After Kasaburo’s death, Hiroshi, recognizing Fujio’s talent, encouraged her to enroll in courses in the leading studios of Tokyo, and in 1903, the two artists traveled to the United States to exhibit throughout the East Coast. Fujio was just sixteen and she was welcomed by Western artists as a phenomenon, finding nearly as much financial success as her adopted brother. Fujio would return to the U.S. several times prior to the Second World War, to much acclaim, later garnering comparisons to leading American artists of the mid century.
The Yoshidas stayed in the U.S. until 1905 when they returned to Japan via an around-the-world trip. In 1907, they were married. Fujio began exhibiting in Bunten exhibitions at the Japanese Academy of Art, earning an honorable mention for her watercolor “Spirit Grove” in 1910. She established a reputation as a serious artist with international recognition and in the late 1920s helped to form the Shuyokai (Vermillion Leaf Society), a coalition of Japanese women artists. At this time, her work began to take on a personal style that clearly marked her emergance from the shadow of her family and husband’s own legacies.

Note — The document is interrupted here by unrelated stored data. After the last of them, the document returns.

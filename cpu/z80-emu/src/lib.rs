//! A coarse-timed Zilog Z80 interpreter wrapped in the bus-request/reset arbitration a
//! Genesis sound subsystem drives it through (spec.md §4.4): the 68000 side can halt the
//! Z80 and hold it in reset without the Z80 core itself knowing anything about that bus.

mod instructions;
mod registers;
pub mod traits;

pub use traits::BusInterface;

use crate::instructions::Core;
use crate::registers::Registers;

#[derive(Debug, Clone)]
pub struct Z80 {
    registers: Registers,
    /// Set by a BUSREQ write with a nonzero value; cleared when the 68000 releases it.
    bus_requested: bool,
    /// Set while RESET is held low; the Z80 does not execute and its registers hold their
    /// last state until release, at which point `reset()` is applied.
    reset_asserted: bool,
    current_ticks: i64,
}

impl Default for Z80 {
    fn default() -> Self {
        Self::new()
    }
}

impl Z80 {
    #[must_use]
    pub fn new() -> Self {
        Self {
            registers: Registers::new(),
            bus_requested: false,
            reset_asserted: true,
            current_ticks: 0,
        }
    }

    /// Reinitializes registers the way a hardware RESET does: PC/SP/I/R cleared, IFF1/IFF2
    /// disabled, SP at the top of the 64K address space.
    pub fn reset(&mut self) {
        self.registers = Registers::new();
        self.current_ticks = 0;
    }

    /// Whether the Z80 is halted because BUSREQ is asserted or RESET is held.
    #[must_use]
    pub fn is_suspended(&self) -> bool {
        self.bus_requested || self.reset_asserted
    }

    pub fn set_bus_request(&mut self, requested: bool) {
        self.bus_requested = requested;
    }

    #[must_use]
    pub fn bus_request_acknowledged(&self) -> bool {
        self.bus_requested
    }

    /// Raising edge (asserted -> not asserted) reinitializes registers, mirroring the
    /// real part's behavior of coming out of reset into a known state.
    pub fn set_reset(&mut self, asserted: bool) {
        let was_asserted = self.reset_asserted;
        self.reset_asserted = asserted;
        if was_asserted && !asserted {
            self.reset();
        }
    }

    #[must_use]
    pub fn pc(&self) -> u16 {
        self.registers.pc
    }

    pub fn set_pc(&mut self, pc: u16) {
        self.registers.pc = pc;
    }

    #[must_use]
    pub fn sp(&self) -> u16 {
        self.registers.sp
    }

    #[must_use]
    pub fn interrupts_enabled(&self) -> bool {
        self.registers.iff1
    }

    /// Delivers a maskable interrupt if IFF1 is set; the sound driver's interrupt handler
    /// address is supplied by the caller since this core only implements interrupt mode 1's
    /// fixed-vector behavior, the mode the 68000-driven handshake actually uses.
    pub fn maybe_interrupt<B: BusInterface>(&mut self, bus: &mut B, handler: u16) -> bool {
        if self.is_suspended() || !self.registers.iff1 {
            return false;
        }
        self.registers.iff1 = false;
        self.registers.iff2 = false;
        let pc = self.registers.pc;
        self.registers.sp = self.registers.sp.wrapping_sub(1);
        bus.write_memory(self.registers.sp, (pc >> 8) as u8);
        self.registers.sp = self.registers.sp.wrapping_sub(1);
        bus.write_memory(self.registers.sp, pc as u8);
        self.registers.pc = handler;
        self.current_ticks += 13;
        true
    }

    /// Subtracts `ticks` from the tick credit and runs instructions while it is negative and
    /// the Z80 is not suspended. Ticks spent while suspended are simply absorbed, matching
    /// the real chip holding its internal clock during BUSREQ/RESET.
    pub fn clock<B: BusInterface>(&mut self, ticks: u32, bus: &mut B) {
        self.current_ticks -= i64::from(ticks);

        while self.current_ticks < 0 {
            if self.is_suspended() {
                self.current_ticks = 0;
                break;
            }

            let mut core = Core { registers: &mut self.registers, bus };
            let spent = core.step();
            self.current_ticks += i64::from(spent);
        }
    }
}

#[cfg(test)]
mod tests {
    use super::*;
    use crate::traits::InMemoryBus;

    #[test]
    fn starts_held_in_reset() {
        let z80 = Z80::new();
        assert!(z80.is_suspended());
    }

    #[test]
    fn releasing_reset_allows_execution() {
        let mut z80 = Z80::new();
        let mut bus = InMemoryBus::new();
        bus.memory[0] = 0x3E; // LD A,n
        bus.memory[1] = 0x42;

        z80.set_reset(false);
        z80.clock(7, &mut bus);

        assert_eq!(z80.pc(), 2);
    }

    #[test]
    fn busreq_suspends_execution_without_losing_state() {
        let mut z80 = Z80::new();
        let mut bus = InMemoryBus::new();
        bus.memory[0] = 0x00; // NOP

        z80.set_reset(false);
        z80.set_bus_request(true);
        z80.clock(100, &mut bus);

        assert_eq!(z80.pc(), 0, "no instructions fetched while BUSREQ is asserted");
    }

    #[test]
    fn ld_a_n_then_add_b_sets_carry_on_overflow() {
        let mut z80 = Z80::new();
        let mut bus = InMemoryBus::new();
        // LD A,$FF ; LD B,$02 ; ADD A,B
        bus.memory[0] = 0x3E;
        bus.memory[1] = 0xFF;
        bus.memory[2] = 0x06;
        bus.memory[3] = 0x02;
        bus.memory[4] = 0x80;

        z80.set_reset(false);
        z80.clock(7 + 7 + 4, &mut bus);

        assert_eq!(z80.registers.a, 0x01);
        assert!(z80.registers.f.carry());
    }

    #[test]
    fn call_then_ret_round_trips_pc_and_stack() {
        let mut z80 = Z80::new();
        let mut bus = InMemoryBus::new();
        bus.memory[0] = 0xCD; // CALL $0010
        bus.memory[1] = 0x10;
        bus.memory[2] = 0x00;
        bus.memory[0x10] = 0xC9; // RET

        z80.set_reset(false);
        let sp_before = z80.sp();
        z80.clock(17, &mut bus);
        assert_eq!(z80.pc(), 0x0010);

        z80.clock(10, &mut bus);
        assert_eq!(z80.pc(), 0x0003);
        assert_eq!(z80.sp(), sp_before);
    }

    #[test]
    fn djnz_loops_until_counter_reaches_zero() {
        let mut z80 = Z80::new();
        let mut bus = InMemoryBus::new();
        // LD B,$03 ; DJNZ -2 (spin on itself)
        bus.memory[0] = 0x06;
        bus.memory[1] = 0x03;
        bus.memory[2] = 0x10;
        bus.memory[3] = 0xFE;

        z80.set_reset(false);
        z80.clock(7, &mut bus);
        z80.clock(13 * 2 + 8, &mut bus);

        assert_eq!(z80.registers.b, 0);
        assert_eq!(z80.pc(), 4);
    }

    #[test]
    fn maybe_interrupt_pushes_return_address_and_jumps_to_handler() {
        let mut z80 = Z80::new();
        let mut bus = InMemoryBus::new();
        z80.set_reset(false);
        z80.registers.iff1 = true;
        z80.set_pc(0x1234);

        let taken = z80.maybe_interrupt(&mut bus, 0x0038);
        assert!(taken);
        assert_eq!(z80.pc(), 0x0038);
        assert!(!z80.interrupts_enabled());
    }
}
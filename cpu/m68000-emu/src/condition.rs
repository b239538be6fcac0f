//! `set_condition_codes`: the one place every arithmetic/logical instruction routes through
//! to update X/N/Z/V/C, per spec.md §4.2's formulas.

use crate::registers::{ConditionCodes, Size};

#[derive(Debug, Clone, Copy, PartialEq, Eq)]
pub(crate) enum OpClass {
    Addition,
    Subtraction,
    Other,
}

#[derive(Debug, Clone, Copy)]
pub(crate) struct CcrMask {
    pub(crate) x: bool,
    pub(crate) n: bool,
    pub(crate) z: bool,
    pub(crate) v: bool,
    pub(crate) c: bool,
}

impl CcrMask {
    pub(crate) const ALL: Self = Self { x: true, n: true, z: true, v: true, c: true };
    pub(crate) const NZVC: Self = Self { x: false, n: true, z: true, v: true, c: true };
    pub(crate) const NZ: Self = Self { x: false, n: true, z: true, v: false, c: false };
    pub(crate) const Z_ONLY: Self = Self { x: false, n: false, z: true, v: false, c: false };
}

/// `source`/`dest`/`result` are the raw (untruncated) operand bit patterns; `size` picks out
/// which bit is the sign bit and which bits count toward zero.
pub(crate) fn set_condition_codes(
    ccr: &mut ConditionCodes,
    source: u32,
    dest: u32,
    result: u32,
    size: Size,
    class: OpClass,
    mask: CcrMask,
) {
    let s = size.sign_bit(source);
    let d = size.sign_bit(dest);
    let r = size.sign_bit(size.truncate(result));

    let (carry, overflow) = match class {
        OpClass::Addition => (
            (s && d) || (!r && d) || (s && !r),
            (s && d && !r) || (!s && !d && r),
        ),
        OpClass::Subtraction => (
            (s && !d) || (r && !d) || (s && r),
            (!s && d && !r) || (s && !d && r),
        ),
        OpClass::Other => (false, false),
    };

    if mask.c {
        ccr.carry = carry;
    }
    if mask.x {
        ccr.extend = carry;
    }
    if mask.v {
        ccr.overflow = overflow;
    }
    if mask.n {
        ccr.negative = r;
    }
    if mask.z {
        ccr.zero = size.truncate(result) == 0;
    }
}

/// Logical ops (AND/OR/EOR/MOVE/CLR/TST/Scc source...) only ever set N/Z and clear V/C;
/// X is left untouched.
pub(crate) fn set_logical_flags(ccr: &mut ConditionCodes, result: u32, size: Size) {
    ccr.negative = size.sign_bit(result);
    ccr.zero = size.truncate(result) == 0;
    ccr.overflow = false;
    ccr.carry = false;
}
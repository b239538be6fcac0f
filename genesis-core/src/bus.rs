//! The 68K-side address-decoding fabric (spec.md §4.1): a table of wired ranges rather than
//! a hand-written `match` over address constants, so devices register their own footprint
//! instead of the bus knowing every device's layout.

use crate::memory::Memory;
use crate::vdp::Vdp;
use jgenesis_common::num::GetBit;
use std::ops::RangeInclusive;

/// Identifies which device a decoded address belongs to; the bus only stores this tag plus
/// a translated offset; the actual byte access is dispatched through [`MainBus`].
#[derive(Debug, Clone, Copy, PartialEq, Eq, Default)]
pub(crate) enum DeviceTag {
    #[default]
    Unmapped,
    Cartridge,
    Z80Bus,
    VersionPort,
    ControllerA,
    ControllerB,
    Z80BusRequest,
    Z80Reset,
    Vdp,
    WorkRam,
}

#[derive(Debug, Clone, Copy, Default)]
struct Wire {
    tag: DeviceTag,
    base: u32,
}

/// A 24-bit address space described by `wire_range`/`wire_point` calls at construction
/// time; later wiring of the same address overwrites earlier wiring (spec.md §4.1's
/// "idempotent overwrite" tie-break rule — no overlap detection is performed).
pub(crate) struct AddressTable {
    wires: Vec<Wire>,
}

impl AddressTable {
    const SIZE: usize = 1 << 24;

    fn new() -> Self {
        Self { wires: vec![Wire::default(); Self::SIZE] }
    }

    /// Maps every address in `range` to `(base + (a - range.start), tag)`.
    fn wire_range(&mut self, range: RangeInclusive<u32>, base: u32, tag: DeviceTag) {
        let start = *range.start();
        for addr in range {
            self.wires[addr as usize] = Wire { tag, base: base + (addr - start) };
        }
    }

    /// Maps a single address, used for mirror fan-outs and narrow control registers.
    fn wire_point(&mut self, addr: u32, dst: u32, tag: DeviceTag) {
        self.wires[addr as usize] = Wire { tag, base: dst };
    }

    fn lookup(&self, addr: u32) -> Wire {
        self.wires[(addr as usize) & (Self::SIZE - 1)]
    }
}

pub(crate) fn build_address_table() -> AddressTable {
    let mut table = AddressTable::new();

    table.wire_range(0x000000..=0x3FFFFF, 0, DeviceTag::Cartridge);
    table.wire_range(0xA00000..=0xA0FFFF, 0, DeviceTag::Z80Bus);
    table.wire_point(0xA10000, 0, DeviceTag::VersionPort);
    table.wire_point(0xA10001, 0, DeviceTag::VersionPort);
    table.wire_range(0xA10002..=0xA10013, 0, DeviceTag::ControllerA);
    table.wire_range(0xA10004..=0xA10019, 0, DeviceTag::ControllerB);
    table.wire_point(0xA11100, 0, DeviceTag::Z80BusRequest);
    table.wire_point(0xA11101, 0, DeviceTag::Z80BusRequest);
    table.wire_point(0xA11200, 0, DeviceTag::Z80Reset);
    table.wire_point(0xA11201, 0, DeviceTag::Z80Reset);
    table.wire_range(0xC00000..=0xC0001F, 0, DeviceTag::Vdp);

    // 64 KiB work RAM mirrored 32 times across E00000-FFFFFF.
    for mirror in 0..32u32 {
        let base = 0xE00000 + mirror * 0x10000;
        table.wire_range(base..=base + 0xFFFF, 0, DeviceTag::WorkRam);
    }

    table
}

pub struct MainBus<'a> {
    memory: &'a mut Memory,
    vdp: &'a mut Vdp,
    z80: &'a mut z80_emu::Z80,
    input: &'a mut crate::input::InputState,
    table: &'a AddressTable,
    bus_error: bool,
}

impl<'a> MainBus<'a> {
    pub(crate) fn new(
        memory: &'a mut Memory,
        vdp: &'a mut Vdp,
        z80: &'a mut z80_emu::Z80,
        input: &'a mut crate::input::InputState,
        table: &'a AddressTable,
    ) -> Self {
        Self { memory, vdp, z80, input, table, bus_error: false }
    }

    fn read_io_register(&self, address: u32) -> u8 {
        match address & 0x1F {
            0x00 | 0x01 => 0xA0,
            0x02 | 0x03 => self.input.controller_a.read_data(),
            0x04 | 0x05 => self.input.controller_b.read_data(),
            0x08 | 0x09 => self.input.controller_a.read_ctrl(),
            0x0A | 0x0B => self.input.controller_b.read_ctrl(),
            _ => 0xFF,
        }
    }

    fn write_io_register(&mut self, address: u32, value: u8) {
        match address & 0x1F {
            0x02 | 0x03 => self.input.controller_a.write_data(value),
            0x04 | 0x05 => self.input.controller_b.write_data(value),
            0x08 | 0x09 => self.input.controller_a.write_ctrl(value),
            0x0A | 0x0B => self.input.controller_b.write_ctrl(value),
            _ => {}
        }
    }

    fn read_vdp_byte(&mut self, offset: u32) -> u8 {
        match offset & 0x1F {
            0x00 | 0x02 => (self.vdp.read_data() >> 8) as u8,
            0x01 | 0x03 => self.vdp.read_data() as u8,
            0x04 | 0x06 => (self.vdp.read_status() >> 8) as u8,
            0x05 | 0x07 => self.vdp.read_status() as u8,
            0x08..=0x0F => (self.vdp.hv_counter() >> 8) as u8,
            _ => 0xFF,
        }
    }

    fn write_vdp_byte(&mut self, offset: u32, value: u8) {
        match offset & 0x1F {
            0x00..=0x03 => self.vdp.write_data(u16::from(value)),
            0x04..=0x07 => self.vdp.write_control(u16::from(value)),
            _ => {}
        }
    }

    fn read_z80_bus_byte(&mut self, address: u32) -> u8 {
        <Self as z80_emu::BusInterface>::read_memory(self, (address & 0x7FFF) as u16)
    }

    fn write_z80_bus_byte(&mut self, address: u32, value: u8) {
        <Self as z80_emu::BusInterface>::write_memory(self, (address & 0x7FFF) as u16, value);
    }
}

const ADDRESS_MASK: u32 = 0xFFFFFF;

impl<'a> m68000_emu::BusInterface for MainBus<'a> {
    fn read_byte(&mut self, address: u32) -> u8 {
        let address = address & ADDRESS_MASK;
        let wire = self.table.lookup(address);
        log::trace!("main bus byte read {address:06X} -> {:?}", wire.tag);
        match wire.tag {
            DeviceTag::Cartridge => self.memory.cartridge.read_byte(wire.base),
            DeviceTag::Z80Bus => self.read_z80_bus_byte(address),
            DeviceTag::VersionPort | DeviceTag::ControllerA | DeviceTag::ControllerB => {
                self.read_io_register(address)
            }
            DeviceTag::Z80BusRequest => u8::from(!self.z80.bus_request_acknowledged()),
            DeviceTag::Z80Reset => 0xFF,
            DeviceTag::Vdp => self.read_vdp_byte(address),
            DeviceTag::WorkRam => self.memory.work_ram[wire.base as usize & 0xFFFF],
            DeviceTag::Unmapped => {
                self.bus_error = true;
                0xFF
            }
        }
    }

    fn read_word(&mut self, address: u32) -> u16 {
        let address = address & ADDRESS_MASK;
        let wire = self.table.lookup(address);
        match wire.tag {
            DeviceTag::Cartridge => self.memory.cartridge.read_word(wire.base),
            DeviceTag::Vdp => match address & 0x1F {
                0x00..=0x03 => self.vdp.read_data(),
                0x04..=0x07 => self.vdp.read_status(),
                _ => u16::from(self.vdp.hv_counter()),
            },
            DeviceTag::WorkRam => {
                let addr = wire.base as usize & 0xFFFF;
                u16::from_be_bytes([
                    self.memory.work_ram[addr],
                    self.memory.work_ram[(addr + 1) & 0xFFFF],
                ])
            }
            DeviceTag::Z80BusRequest => u16::from(!self.z80.bus_request_acknowledged()),
            DeviceTag::Unmapped => {
                self.bus_error = true;
                0xFFFF
            }
            _ => {
                let byte = self.read_byte(address);
                u16::from_be_bytes([byte, byte])
            }
        }
    }

    fn write_byte(&mut self, address: u32, value: u8) {
        let address = address & ADDRESS_MASK;
        let wire = self.table.lookup(address);
        match wire.tag {
            DeviceTag::Cartridge => self.memory.cartridge.write_sram(wire.base, value),
            DeviceTag::Z80Bus => self.write_z80_bus_byte(address, value),
            DeviceTag::VersionPort | DeviceTag::ControllerA | DeviceTag::ControllerB => {
                self.write_io_register(address, value);
            }
            DeviceTag::Z80BusRequest => self.z80.set_bus_request(value.bit(0)),
            DeviceTag::Z80Reset => self.z80.set_reset(!value.bit(0)),
            DeviceTag::Vdp => self.write_vdp_byte(address, value),
            DeviceTag::WorkRam => self.memory.work_ram[wire.base as usize & 0xFFFF] = value,
            DeviceTag::Unmapped => self.bus_error = true,
        }
    }

    fn write_word(&mut self, address: u32, value: u16) {
        let address = address & ADDRESS_MASK;
        let wire = self.table.lookup(address);
        match wire.tag {
            DeviceTag::Z80Bus => self.write_z80_bus_byte(address, (value >> 8) as u8),
            DeviceTag::Vdp => match address & 0x1F {
                0x00..=0x03 => self.vdp.write_data(value),
                0x04..=0x07 => self.vdp.write_control(value),
                _ => {}
            },
            DeviceTag::WorkRam => {
                let addr = wire.base as usize & 0xFFFF;
                self.memory.work_ram[addr] = (value >> 8) as u8;
                self.memory.work_ram[(addr + 1) & 0xFFFF] = value as u8;
            }
            DeviceTag::Z80BusRequest => self.z80.set_bus_request(value.bit(8)),
            DeviceTag::Z80Reset => self.z80.set_reset(!value.bit(8)),
            DeviceTag::Unmapped => self.bus_error = true,
            DeviceTag::Cartridge | DeviceTag::VersionPort | DeviceTag::ControllerA
            | DeviceTag::ControllerB => self.write_byte(address, value as u8),
        }
    }

    fn interrupt_level(&self) -> u8 {
        self.vdp.m68k_interrupt_level()
    }

    fn acknowledge_interrupt(&mut self, _device: u8) {
        self.vdp.acknowledge_m68k_interrupt();
    }

    fn take_bus_error(&mut self) -> bool {
        std::mem::take(&mut self.bus_error)
    }
}

impl<'a> z80_emu::BusInterface for MainBus<'a> {
    fn read_memory(&mut self, address: u16) -> u8 {
        match address {
            0x0000..=0x3FFF => self.memory.sound_ram[(address & 0x1FFF) as usize],
            0x4000..=0x5FFF => 0xFF, // FM chip register/port reads (stubbed; out of scope)
            0x6000..=0x7EFF => 0xFF,
            0x7F00..=0x7F1F => self.read_vdp_byte(u32::from(address)),
            0x7F20..=0x7FFF => 0xFF,
            0x8000..=0xFFFF => {
                let m68k_addr = self.memory.z80_bank.map_to_68k_address(address);
                <Self as m68000_emu::BusInterface>::read_byte(self, m68k_addr)
            }
        }
    }

    fn write_memory(&mut self, address: u16, value: u8) {
        match address {
            0x0000..=0x3FFF => self.memory.sound_ram[(address & 0x1FFF) as usize] = value,
            0x4000..=0x5FFF => {} // FM chip writes stubbed; audio generation is out of scope
            0x6000..=0x60FF => self.memory.z80_bank.write_bit(value.bit(0)),
            0x6100..=0x7EFF | 0x7F20..=0x7FFF => {}
            0x7F00..=0x7F1F => self.write_vdp_byte(u32::from(address), value),
            0x8000..=0xFFFF => {
                let m68k_addr = self.memory.z80_bank.map_to_68k_address(address);
                <Self as m68000_emu::BusInterface>::write_byte(self, m68k_addr, value);
            }
        }
    }

    fn read_io(&mut self, _address: u16) -> u8 {
        0xFF
    }

    fn write_io(&mut self, _address: u16, _value: u8) {}

    fn int(&self) -> z80_emu::traits::InterruptLine {
        self.vdp.z80_interrupt_line()
    }
}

The Yoshidas would have three children: a daughter who died at birth in 1910, which led to a ten year halt to Fujio’s art; and two sons who would go on to become famous artists in their own right: Toshi and Hodaka. The careers of her sons would have a profound effect on Fujio’s later career, particularly Hodaka’s, whose interest in Abstraction inspired Fujio to pursue the genre in the late 1940s. Through the 1930s and into the 1940s, much of Fujio’s work remained somewhat conservative in style and subject matter, perhaps owning to the political climate of the time. However, following the end of the war she began to focus on oil painting and her work took on a new dimension of bold, bright compositions that often featured intimate close-ups of flowers, drawing comparisons to Western artist Georgia O’Keeffe (since disregarded by Fujio’s estate).
After the death of Hiroshi in 1950, Fujio immersed herself in the exploration of abstracted depictions of flowers native to the islands of Japan. Among her most celebrated works are the color woodcuts “Ginger” (1953), and “Yellow Iris” (1954), works which heralded her return to the medium after a nearly three decade hiatus. In 1978 she published her biography, Shuyo no ki (Vermillion Leaf Record), and two years later, now in her 90s, held her first solo exhibition.
Fujio died in Tokyo, Japan, on May 1, 1987, a few days shy of her 100th birthday. A major retrospective of her work was held at the Fuchu Art Museum near Tokyo in 2002; that same year, the Minnepolis Institute of Arts mounted a show of Yoshida family art with a section dedicated to Fujio. Her work can be found in the Museum of Fine Arts, Boston; the Minneapolis Institute of Art; the Los Angeles County Museum; and the Museum of Modern Art, Tokyo.